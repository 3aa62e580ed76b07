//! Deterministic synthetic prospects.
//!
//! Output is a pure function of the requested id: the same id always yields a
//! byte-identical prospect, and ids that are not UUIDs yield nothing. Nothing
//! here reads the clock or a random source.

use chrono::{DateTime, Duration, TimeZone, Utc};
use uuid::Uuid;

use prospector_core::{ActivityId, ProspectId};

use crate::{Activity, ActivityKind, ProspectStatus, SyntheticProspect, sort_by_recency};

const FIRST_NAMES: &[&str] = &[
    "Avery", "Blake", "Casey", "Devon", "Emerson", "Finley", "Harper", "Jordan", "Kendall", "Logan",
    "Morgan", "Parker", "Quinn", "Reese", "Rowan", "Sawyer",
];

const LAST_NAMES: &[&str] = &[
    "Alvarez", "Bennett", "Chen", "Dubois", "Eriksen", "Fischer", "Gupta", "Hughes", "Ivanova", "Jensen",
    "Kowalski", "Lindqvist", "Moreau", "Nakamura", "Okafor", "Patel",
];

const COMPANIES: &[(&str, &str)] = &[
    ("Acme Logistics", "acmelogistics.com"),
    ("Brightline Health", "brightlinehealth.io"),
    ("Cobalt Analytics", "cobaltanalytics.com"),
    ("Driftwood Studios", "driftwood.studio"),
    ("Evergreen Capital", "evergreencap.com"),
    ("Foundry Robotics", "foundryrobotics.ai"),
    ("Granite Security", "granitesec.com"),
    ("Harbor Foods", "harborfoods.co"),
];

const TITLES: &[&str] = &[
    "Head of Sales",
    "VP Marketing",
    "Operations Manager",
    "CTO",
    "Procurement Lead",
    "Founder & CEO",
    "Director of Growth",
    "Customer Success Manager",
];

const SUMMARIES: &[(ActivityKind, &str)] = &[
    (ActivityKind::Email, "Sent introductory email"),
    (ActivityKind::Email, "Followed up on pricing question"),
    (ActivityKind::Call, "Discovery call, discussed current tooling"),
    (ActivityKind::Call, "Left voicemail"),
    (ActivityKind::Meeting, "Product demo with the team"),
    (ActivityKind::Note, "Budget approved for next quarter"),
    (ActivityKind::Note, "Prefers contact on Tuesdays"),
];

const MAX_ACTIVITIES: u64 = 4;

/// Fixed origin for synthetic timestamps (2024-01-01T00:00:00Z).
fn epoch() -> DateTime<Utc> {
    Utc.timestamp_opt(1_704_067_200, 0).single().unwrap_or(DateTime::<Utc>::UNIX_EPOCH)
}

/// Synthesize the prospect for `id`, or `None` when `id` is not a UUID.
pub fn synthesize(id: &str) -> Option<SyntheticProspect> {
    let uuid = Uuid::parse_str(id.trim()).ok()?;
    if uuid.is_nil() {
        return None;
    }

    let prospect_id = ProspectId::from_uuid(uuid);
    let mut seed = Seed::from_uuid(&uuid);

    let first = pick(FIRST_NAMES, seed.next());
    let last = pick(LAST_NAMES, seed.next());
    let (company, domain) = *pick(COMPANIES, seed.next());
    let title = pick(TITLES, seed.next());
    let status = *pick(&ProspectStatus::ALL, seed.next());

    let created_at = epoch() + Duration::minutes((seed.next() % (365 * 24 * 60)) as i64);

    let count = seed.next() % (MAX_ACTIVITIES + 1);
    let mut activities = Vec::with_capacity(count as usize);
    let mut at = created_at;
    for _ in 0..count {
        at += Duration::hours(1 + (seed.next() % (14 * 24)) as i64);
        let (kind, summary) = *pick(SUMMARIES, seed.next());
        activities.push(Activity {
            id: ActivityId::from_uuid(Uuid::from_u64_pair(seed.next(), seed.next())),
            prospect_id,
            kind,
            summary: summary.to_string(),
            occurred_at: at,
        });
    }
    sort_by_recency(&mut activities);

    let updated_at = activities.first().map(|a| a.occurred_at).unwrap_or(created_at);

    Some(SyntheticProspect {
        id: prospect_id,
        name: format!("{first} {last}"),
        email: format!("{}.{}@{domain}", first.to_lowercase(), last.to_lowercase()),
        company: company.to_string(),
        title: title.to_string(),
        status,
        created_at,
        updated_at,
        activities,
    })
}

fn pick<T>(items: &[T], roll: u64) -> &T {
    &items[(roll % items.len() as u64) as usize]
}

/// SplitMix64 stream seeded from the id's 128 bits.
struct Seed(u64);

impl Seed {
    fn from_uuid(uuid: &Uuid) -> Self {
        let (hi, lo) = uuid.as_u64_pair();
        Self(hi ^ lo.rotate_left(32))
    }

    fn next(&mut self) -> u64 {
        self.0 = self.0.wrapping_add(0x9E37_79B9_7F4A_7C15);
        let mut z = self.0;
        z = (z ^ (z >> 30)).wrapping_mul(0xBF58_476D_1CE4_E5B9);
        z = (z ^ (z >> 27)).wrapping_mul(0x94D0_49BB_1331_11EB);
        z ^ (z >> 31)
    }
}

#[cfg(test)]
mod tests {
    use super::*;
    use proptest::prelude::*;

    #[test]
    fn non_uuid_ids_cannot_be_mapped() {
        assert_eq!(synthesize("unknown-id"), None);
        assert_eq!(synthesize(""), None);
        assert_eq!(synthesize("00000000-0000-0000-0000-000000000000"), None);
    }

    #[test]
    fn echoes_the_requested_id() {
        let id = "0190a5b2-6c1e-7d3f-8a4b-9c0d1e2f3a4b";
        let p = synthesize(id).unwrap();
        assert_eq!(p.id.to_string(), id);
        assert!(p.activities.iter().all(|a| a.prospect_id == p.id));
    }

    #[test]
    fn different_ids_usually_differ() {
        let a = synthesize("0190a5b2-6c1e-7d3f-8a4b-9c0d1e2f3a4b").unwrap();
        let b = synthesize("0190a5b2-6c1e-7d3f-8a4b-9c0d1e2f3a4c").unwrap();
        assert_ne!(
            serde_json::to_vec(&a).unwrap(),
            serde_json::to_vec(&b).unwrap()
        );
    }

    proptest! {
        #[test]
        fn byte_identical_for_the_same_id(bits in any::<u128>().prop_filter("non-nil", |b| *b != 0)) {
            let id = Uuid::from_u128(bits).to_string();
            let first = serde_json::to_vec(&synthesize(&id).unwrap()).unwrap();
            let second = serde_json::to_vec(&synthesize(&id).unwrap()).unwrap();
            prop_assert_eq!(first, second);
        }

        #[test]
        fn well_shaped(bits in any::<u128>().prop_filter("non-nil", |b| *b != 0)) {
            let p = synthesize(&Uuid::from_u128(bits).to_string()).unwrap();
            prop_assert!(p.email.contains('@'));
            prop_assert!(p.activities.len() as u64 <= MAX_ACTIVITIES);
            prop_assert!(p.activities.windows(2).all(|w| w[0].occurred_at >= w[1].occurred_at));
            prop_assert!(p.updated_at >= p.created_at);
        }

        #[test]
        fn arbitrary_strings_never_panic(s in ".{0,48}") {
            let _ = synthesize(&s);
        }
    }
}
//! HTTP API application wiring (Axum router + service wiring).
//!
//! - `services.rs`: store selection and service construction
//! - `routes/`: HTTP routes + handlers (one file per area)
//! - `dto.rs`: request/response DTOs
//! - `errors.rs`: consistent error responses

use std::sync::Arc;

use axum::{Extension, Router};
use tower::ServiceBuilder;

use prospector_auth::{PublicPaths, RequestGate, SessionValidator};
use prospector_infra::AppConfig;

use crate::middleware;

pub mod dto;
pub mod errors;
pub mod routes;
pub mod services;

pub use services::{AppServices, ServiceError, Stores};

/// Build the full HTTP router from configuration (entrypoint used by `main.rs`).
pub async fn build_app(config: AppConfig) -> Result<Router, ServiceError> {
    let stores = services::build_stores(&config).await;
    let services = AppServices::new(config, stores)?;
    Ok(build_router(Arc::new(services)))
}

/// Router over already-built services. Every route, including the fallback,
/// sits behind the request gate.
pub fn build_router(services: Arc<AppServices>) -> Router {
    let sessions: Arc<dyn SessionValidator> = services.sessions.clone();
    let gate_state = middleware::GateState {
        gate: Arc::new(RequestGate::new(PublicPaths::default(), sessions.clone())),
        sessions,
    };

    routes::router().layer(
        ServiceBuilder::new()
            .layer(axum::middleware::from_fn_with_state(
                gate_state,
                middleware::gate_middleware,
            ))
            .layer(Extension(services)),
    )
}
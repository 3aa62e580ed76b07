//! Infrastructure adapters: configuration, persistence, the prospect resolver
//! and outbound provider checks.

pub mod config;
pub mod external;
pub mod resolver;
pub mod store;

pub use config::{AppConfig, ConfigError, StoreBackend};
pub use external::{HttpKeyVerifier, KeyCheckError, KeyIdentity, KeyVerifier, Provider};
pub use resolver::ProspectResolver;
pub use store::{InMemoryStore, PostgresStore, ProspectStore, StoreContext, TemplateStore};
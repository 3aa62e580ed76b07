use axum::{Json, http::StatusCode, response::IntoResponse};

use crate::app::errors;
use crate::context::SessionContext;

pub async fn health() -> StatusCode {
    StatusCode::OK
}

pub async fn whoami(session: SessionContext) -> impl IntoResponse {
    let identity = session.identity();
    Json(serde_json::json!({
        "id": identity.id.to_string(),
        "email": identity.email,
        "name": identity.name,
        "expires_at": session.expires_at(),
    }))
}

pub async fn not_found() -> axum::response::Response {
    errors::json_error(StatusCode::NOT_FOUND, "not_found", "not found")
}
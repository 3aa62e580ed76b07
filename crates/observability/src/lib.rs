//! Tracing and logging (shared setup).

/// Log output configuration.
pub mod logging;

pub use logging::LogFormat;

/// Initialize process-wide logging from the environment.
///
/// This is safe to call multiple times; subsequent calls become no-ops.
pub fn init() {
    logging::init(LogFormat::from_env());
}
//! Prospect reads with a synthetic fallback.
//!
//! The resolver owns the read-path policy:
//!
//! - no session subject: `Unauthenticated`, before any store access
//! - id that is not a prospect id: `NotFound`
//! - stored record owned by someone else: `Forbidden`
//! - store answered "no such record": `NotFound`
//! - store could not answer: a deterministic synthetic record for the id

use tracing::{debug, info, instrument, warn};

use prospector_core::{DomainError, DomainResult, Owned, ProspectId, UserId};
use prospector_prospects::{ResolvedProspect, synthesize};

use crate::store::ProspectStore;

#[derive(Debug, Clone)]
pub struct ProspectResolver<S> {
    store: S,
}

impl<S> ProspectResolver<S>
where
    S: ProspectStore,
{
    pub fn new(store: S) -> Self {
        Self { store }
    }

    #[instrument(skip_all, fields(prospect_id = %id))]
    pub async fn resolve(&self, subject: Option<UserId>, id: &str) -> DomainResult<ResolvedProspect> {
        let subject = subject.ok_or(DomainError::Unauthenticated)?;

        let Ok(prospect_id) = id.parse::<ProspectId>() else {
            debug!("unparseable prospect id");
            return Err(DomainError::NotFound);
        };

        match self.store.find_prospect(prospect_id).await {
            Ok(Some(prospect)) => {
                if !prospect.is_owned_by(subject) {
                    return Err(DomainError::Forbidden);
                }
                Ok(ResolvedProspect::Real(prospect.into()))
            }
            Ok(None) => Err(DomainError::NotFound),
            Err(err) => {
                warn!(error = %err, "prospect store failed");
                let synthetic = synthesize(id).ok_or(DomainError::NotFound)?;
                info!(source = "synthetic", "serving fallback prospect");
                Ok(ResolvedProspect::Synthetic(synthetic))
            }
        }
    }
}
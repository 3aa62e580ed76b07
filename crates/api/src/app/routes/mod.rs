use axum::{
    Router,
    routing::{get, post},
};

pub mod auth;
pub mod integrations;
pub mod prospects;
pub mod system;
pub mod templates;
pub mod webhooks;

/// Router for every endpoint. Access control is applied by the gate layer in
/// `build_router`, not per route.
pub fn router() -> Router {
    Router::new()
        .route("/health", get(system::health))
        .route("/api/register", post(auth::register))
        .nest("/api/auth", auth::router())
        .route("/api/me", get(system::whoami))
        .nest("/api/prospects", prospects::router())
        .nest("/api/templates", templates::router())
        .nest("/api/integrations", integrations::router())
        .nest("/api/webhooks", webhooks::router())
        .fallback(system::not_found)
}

What you should do. The lines of the data, from the first through the one containing "up on pricing", are to be transcribed exactly.

Output for this task.
repository 3aa62e580ed76b07
//! Deterministic synthetic prospects.
//!
//! Output is a pure function of the requested id: the same id always yields a
//! byte-identical prospect, and ids that are not UUIDs yield nothing. Nothing
//! here reads the clock or a random source.

use chrono::{DateTime, Duration, TimeZone, Utc};
use uuid::Uuid;

use prospector_core::{ActivityId, ProspectId};

use crate::{Activity, ActivityKind, ProspectStatus, SyntheticProspect, sort_by_recency};

const FIRST_NAMES: &[&str] = &[
    "Avery", "Blake", "Casey", "Devon", "Emerson", "Finley", "Harper", "Jordan", "Kendall", "Logan",
    "Morgan", "Parker", "Quinn", "Reese", "Rowan", "Sawyer",
];

const LAST_NAMES: &[&str] = &[
    "Alvarez", "Bennett", "Chen", "Dubois", "Eriksen", "Fischer", "Gupta", "Hughes", "Ivanova", "Jensen",
    "Kowalski", "Lindqvist", "Moreau", "Nakamura", "Okafor", "Patel",
];

const COMPANIES: &[(&str, &str)] = &[
    ("Acme Logistics", "acmelogistics.com"),
    ("Brightline Health", "brightlinehealth.io"),
    ("Cobalt Analytics", "cobaltanalytics.com"),
    ("Driftwood Studios", "driftwood.studio"),
    ("Evergreen Capital", "evergreencap.com"),
    ("Foundry Robotics", "foundryrobotics.ai"),
    ("Granite Security", "granitesec.com"),
    ("Harbor Foods", "harborfoods.co"),
];

const TITLES: &[&str] = &[
    "Head of Sales",
    "VP Marketing",
    "Operations Manager",
    "CTO",
    "Procurement Lead",
    "Founder & CEO",
    "Director of Growth",
    "Customer Success Manager",
];

const SUMMARIES: &[(ActivityKind, &str)] = &[
    (ActivityKind::Email, "Sent introductory email"),
    (ActivityKind::Email, "Followed up on pricing question"),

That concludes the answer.